The Kendrick effort is part of a national scope transformation that may save many billions of dollars in health care outlays, ratchet up the quality of care and give Tulsa area docs/patients unrivaled access to their health status and dynamics.
The SOCM
The work of the new OU/TU School of Community Medicine (SOCM) gets underway with its first "next stage" entry class in 2014. The place will be a model physician "production" spot focused on an array of breakout practices. A striking new focus and a different kind of curriculum will be heavily in play at the new medical school -- the "Acts" technological, new med team organizing notions, cost containment and quality objectives, plus a fevered rethink of many other parts of conventional medical practice will be at the heart of this re-imagining of the doc factory.

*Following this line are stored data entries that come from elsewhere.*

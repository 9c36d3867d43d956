//! Backtracking search for grids propagation alone cannot finish.
//!
//! Each guess clones the grid, colors one unknown cell, and re-runs
//! propagation. A contradiction discards the clone and moves on to the
//! next guess; the original grid is never touched, so there is nothing to
//! roll back.

use crate::puzzle::grid::Grid;
use crate::puzzle::solution::Solution;
use crate::solver::{SolveStats, propagate};
use tracing::debug;

/// Try guesses row by row, most promising row first, recursing while
/// `depth` allows.
///
/// `depth` counts how many further guess levels may be stacked below this
/// one; `None` never stops. Returns the first complete solution found, or
/// `None` when every branch was exhausted or cut off by the depth limit.
#[must_use]
pub fn bifurcate(grid: &Grid, depth: Option<usize>, stats: &mut SolveStats) -> Option<Solution> {
    for row in grid.rank_guess_rows() {
        for mut guess in grid.row_guesses(row) {
            stats.guesses += 1;

            match propagate(&mut guess, stats) {
                Err(contradiction) => {
                    stats.pruned_branches += 1;
                    debug!(row, %contradiction, "guess pruned");
                }
                Ok(Some(solution)) => return Some(solution),
                Ok(None) => {
                    if depth != Some(0) {
                        let below = depth.map(|d| d - 1);
                        if let Some(solution) = bifurcate(&guess, below, stats) {
                            return Some(solution);
                        }
                    }
                }
            }
        }
    }
    None
}

#[cfg(test)]
mod tests {
    use super::*;
    use crate::puzzle::cell::Cell;

    fn ambiguous() -> Grid {
        // two valid colorings; propagation alone cannot decide
        Grid::from_clues(2, 2, &[vec![1], vec![1]], &[vec![1], vec![1]])
    }

    #[test]
    fn finds_a_solution_where_propagation_stalls() {
        let grid = ambiguous();
        let mut stats = SolveStats::default();
        let solution = bifurcate(&grid, None, &mut stats).expect("a diagonal exists");

        let blacks: usize = solution
            .cells()
            .iter()
            .flatten()
            .filter(|&&cell| cell == Cell::Black)
            .count();
        assert_eq!(blacks, 2);
        assert!(stats.guesses >= 1);
    }

    #[test]
    fn single_level_search_suffices_here() {
        let grid = ambiguous();
        let mut stats = SolveStats::default();
        assert!(bifurcate(&grid, Some(0), &mut stats).is_some());
    }

    #[test]
    fn the_original_grid_is_untouched() {
        let grid = ambiguous();
        let mut stats = SolveStats::default();
        bifurcate(&grid, None, &mut stats).unwrap();
        assert!(!grid.is_solved());
        assert_eq!(grid.cell(0, 0), Cell::Unknown);
    }

    fn rooks() -> Grid {
        // one black cell per row and column, six valid colorings; every
        // first-level guess leaves a smaller ambiguous grid behind
        Grid::from_clues(
            3,
            3,
            &[vec![1], vec![1], vec![1]],
            &[vec![1], vec![1], vec![1]],
        )
    }

    #[test]
    fn depth_limit_cuts_the_search_off() {
        let mut stats = SolveStats::default();
        assert!(bifurcate(&rooks(), Some(0), &mut stats).is_none());
        assert!(stats.guesses > 0);
    }

    #[test]
    fn one_extra_level_finishes_the_rooks_grid() {
        let mut stats = SolveStats::default();
        assert!(bifurcate(&rooks(), Some(1), &mut stats).is_some());
        assert!(bifurcate(&rooks(), None, &mut stats).is_some());
    }
}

Lead by OU-Tulsa president and medical systems guru Dr. Gerard Clancy and his terrific team, the project has attracted outsized national attention and over $100 million in philanthropic "investments." And a big loan/financial support system, founded by the Kaiser folk, will allow many students to elect general medicine, diagnostics and family practice -- as opposed to better compensated, but less strategic specializations -- a development badly needed in Oklahoma.
Be Stupid Now, Pay Big Later
The mid-run and long-range consequences for any state that won't accept the resources to properly provide decent, regular healthcare to its people are enormous and will grow. Absence inclusion in the new federal Medicaid expansion Oklahoma will continue to spend huge sums on emergency room care and so-called uncompensated care (absorbed and passed on to insured patients via higher hospital and doc payments) and in the future without traditional federal reimbursement payments. This is hugely problematic -- it means we will have fewer state funds for infrastructure, common education, higher education, labor/workforce development -- things that drive quality of life and economic development in the 21st century.

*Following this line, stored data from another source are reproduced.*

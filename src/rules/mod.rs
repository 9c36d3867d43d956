//! The rule pipeline of the line solver.
//!
//! Each rule is a pure function over one line: it reads and colors cells
//! in the mask and narrows the feasible ranges of the line's clues, and
//! nothing else. Rules never widen a range and never uncolor a cell, so
//! repeated application reaches a fixed point.
//!
//! The rules fall into three groups, kept in separate modules:
//! - [`filling`]: deduce cell colors from the current ranges;
//! - [`ranges`]: narrow ranges from clue ordering and adjacent cells;
//! - [`refinement`]: combined deductions from black runs and white
//!   segments within a range.
//!
//! [`RULES`] lists all of them in application order.

pub mod filling;
pub mod ranges;
pub mod refinement;

use crate::error::Contradiction;
use crate::puzzle::cell::Cell;
use crate::puzzle::clue::Clue;
use crate::puzzle::line::Line;

/// The signature every rule shares.
pub type RuleFn = fn(&mut [Cell], &mut Line) -> Result<(), Contradiction>;

/// Every rule, in application order, tagged with the name used in debug
/// traces.
pub const RULES: &[(&str, RuleFn)] = &[
    ("fill_intersections", filling::fill_intersections),
    ("fill_gaps", filling::fill_gaps),
    ("whiten_bounding_cells", filling::whiten_bounding_cells),
    ("close_unknown_gaps", filling::close_unknown_gaps),
    ("extend_black_runs", filling::extend_black_runs),
    ("close_finished_runs", filling::close_finished_runs),
    ("order_clue_ranges", ranges::order_clue_ranges),
    ("shrink_past_adjacent_black", ranges::shrink_past_adjacent_black),
    ("exclude_foreign_runs", ranges::exclude_foreign_runs),
    ("collapse_scattered_ranges", refinement::collapse_scattered_ranges),
    ("narrow_by_white_segments", refinement::narrow_by_white_segments),
    ("resolve_detached_runs", refinement::resolve_detached_runs),
];

/// A maximal run of same-colored (or non-white) cells, by inclusive
/// bounds.
///
/// Signed bounds keep the arithmetic uniform with [`Clue`] ranges.
#[derive(Clone, Copy, Debug, PartialEq, Eq)]
pub(crate) struct Span {
    pub start: isize,
    pub end: isize,
}

impl Span {
    pub(crate) const fn len(self) -> isize {
        self.end - self.start + 1
    }

    /// Length of the overlap between this span and `[start, end]`.
    pub(crate) fn overlap(self, start: isize, end: isize) -> isize {
        self.end.min(end) - self.start.max(start) + 1
    }
}

/// Maximal runs of black cells.
#[allow(clippy::cast_possible_wrap)]
pub(crate) fn black_runs(cells: &[Cell]) -> Vec<Span> {
    runs_of(cells, |cell| cell == Cell::Black)
}

/// Maximal runs of cells that are not white, i.e. the segments the white
/// cells partition the line into.
#[allow(clippy::cast_possible_wrap)]
pub(crate) fn non_white_segments(cells: &[Cell]) -> Vec<Span> {
    runs_of(cells, |cell| cell != Cell::White)
}

#[allow(clippy::cast_possible_wrap)]
fn runs_of(cells: &[Cell], keep: impl Fn(Cell) -> bool) -> Vec<Span> {
    let mut spans = Vec::new();
    let mut start = None;

    for (idx, &cell) in cells.iter().enumerate() {
        match (keep(cell), start) {
            (true, None) => start = Some(idx as isize),
            (false, Some(s)) => {
                spans.push(Span {
                    start: s,
                    end: idx as isize - 1,
                });
                start = None;
            }
            _ => {}
        }
    }

    if let Some(s) = start {
        spans.push(Span {
            start: s,
            end: cells.len() as isize - 1,
        });
    }
    spans
}

/// Clues whose range covers all of `[start, end]`.
pub(crate) fn covering(clues: &[Clue], start: isize, end: isize) -> Vec<Clue> {
    clues
        .iter()
        .filter(|clue| clue.covers(start, end))
        .copied()
        .collect()
}

/// Like [`covering`], but ignoring the clue at `skip`.
pub(crate) fn covering_excluding(
    clues: &[Clue],
    skip: usize,
    start: isize,
    end: isize,
) -> Vec<Clue> {
    clues
        .iter()
        .enumerate()
        .filter(|&(idx, clue)| idx != skip && clue.covers(start, end))
        .map(|(_, clue)| *clue)
        .collect()
}

/// Whether any of `clues` covers all of `[start, end]`.
pub(crate) fn covered_by_any(clues: &[Clue], start: isize, end: isize) -> bool {
    clues.iter().any(|clue| clue.covers(start, end))
}


#[cfg(test)]
mod tests {
    use super::testutil::mask;
    use super::*;

    #[test]
    fn black_runs_are_maximal() {
        let cells = mask("XX. X  XXX");
        let runs = black_runs(&cells);
        assert_eq!(
            runs,
            vec![
                Span { start: 0, end: 1 },
                Span { start: 4, end: 4 },
                Span { start: 7, end: 9 },
            ]
        );
        assert_eq!(runs[2].len(), 3);
    }

    #[test]
    fn no_black_cells_no_runs() {
        assert!(black_runs(&mask("... ..")).is_empty());
        assert!(black_runs(&[]).is_empty());
    }

    #[test]
    fn segments_are_delimited_by_white() {
        let cells = mask(".X ..  X.");
        let segments = non_white_segments(&cells);
        assert_eq!(
            segments,
            vec![
                Span { start: 0, end: 1 },
                Span { start: 3, end: 4 },
                Span { start: 7, end: 8 },
            ]
        );
    }

    #[test]
    fn covering_is_inclusive_on_both_ends() {
        let clues = [
            Clue { length: 2, lo: 0, hi: 4 },
            Clue { length: 1, lo: 3, hi: 8 },
        ];
        assert_eq!(covering(&clues, 3, 4).len(), 2);
        assert_eq!(covering(&clues, 0, 0).len(), 1);
        assert!(covering(&clues, 2, 6).is_empty());
        assert!(covered_by_any(&clues, 5, 8));
        assert!(!covered_by_any(&clues, 2, 6));
    }

    #[test]
    fn covering_excluding_skips_the_named_clue() {
        let clues = [
            Clue { length: 2, lo: 0, hi: 4 },
            Clue { length: 1, lo: 0, hi: 8 },
        ];
        let found = covering_excluding(&clues, 0, 1, 2);
        assert_eq!(found.len(), 1);
        assert_eq!(found[0].length, 1);
    }

    #[test]
    fn overlap_clamps_to_the_section() {
        let span = Span { start: 2, end: 8 };
        assert_eq!(span.overlap(0, 10), 7);
        assert_eq!(span.overlap(4, 6), 3);
        assert_eq!(span.overlap(8, 12), 1);
    }

    #[test]
    fn rule_table_is_complete_and_ordered() {
        assert_eq!(RULES.len(), 12);
        assert_eq!(RULES[0].0, "fill_intersections");
        assert_eq!(RULES[6].0, "order_clue_ranges");
        assert_eq!(RULES[11].0, "resolve_detached_runs");
    }
}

Saying yes to the new era means that Oklahoma would be the beneficiary of billions of dollars of additional federal money for quality healthcare. This means mitigating much misery, doing justice for people with terrible maladies and providing many millions in new, in-state, health/biomed-related business opportunities.
And by saying "yes" folks -- no one, I'm betting no one, will have to wear serf suits or prostrate themselves at the throne of a "FedMed" god.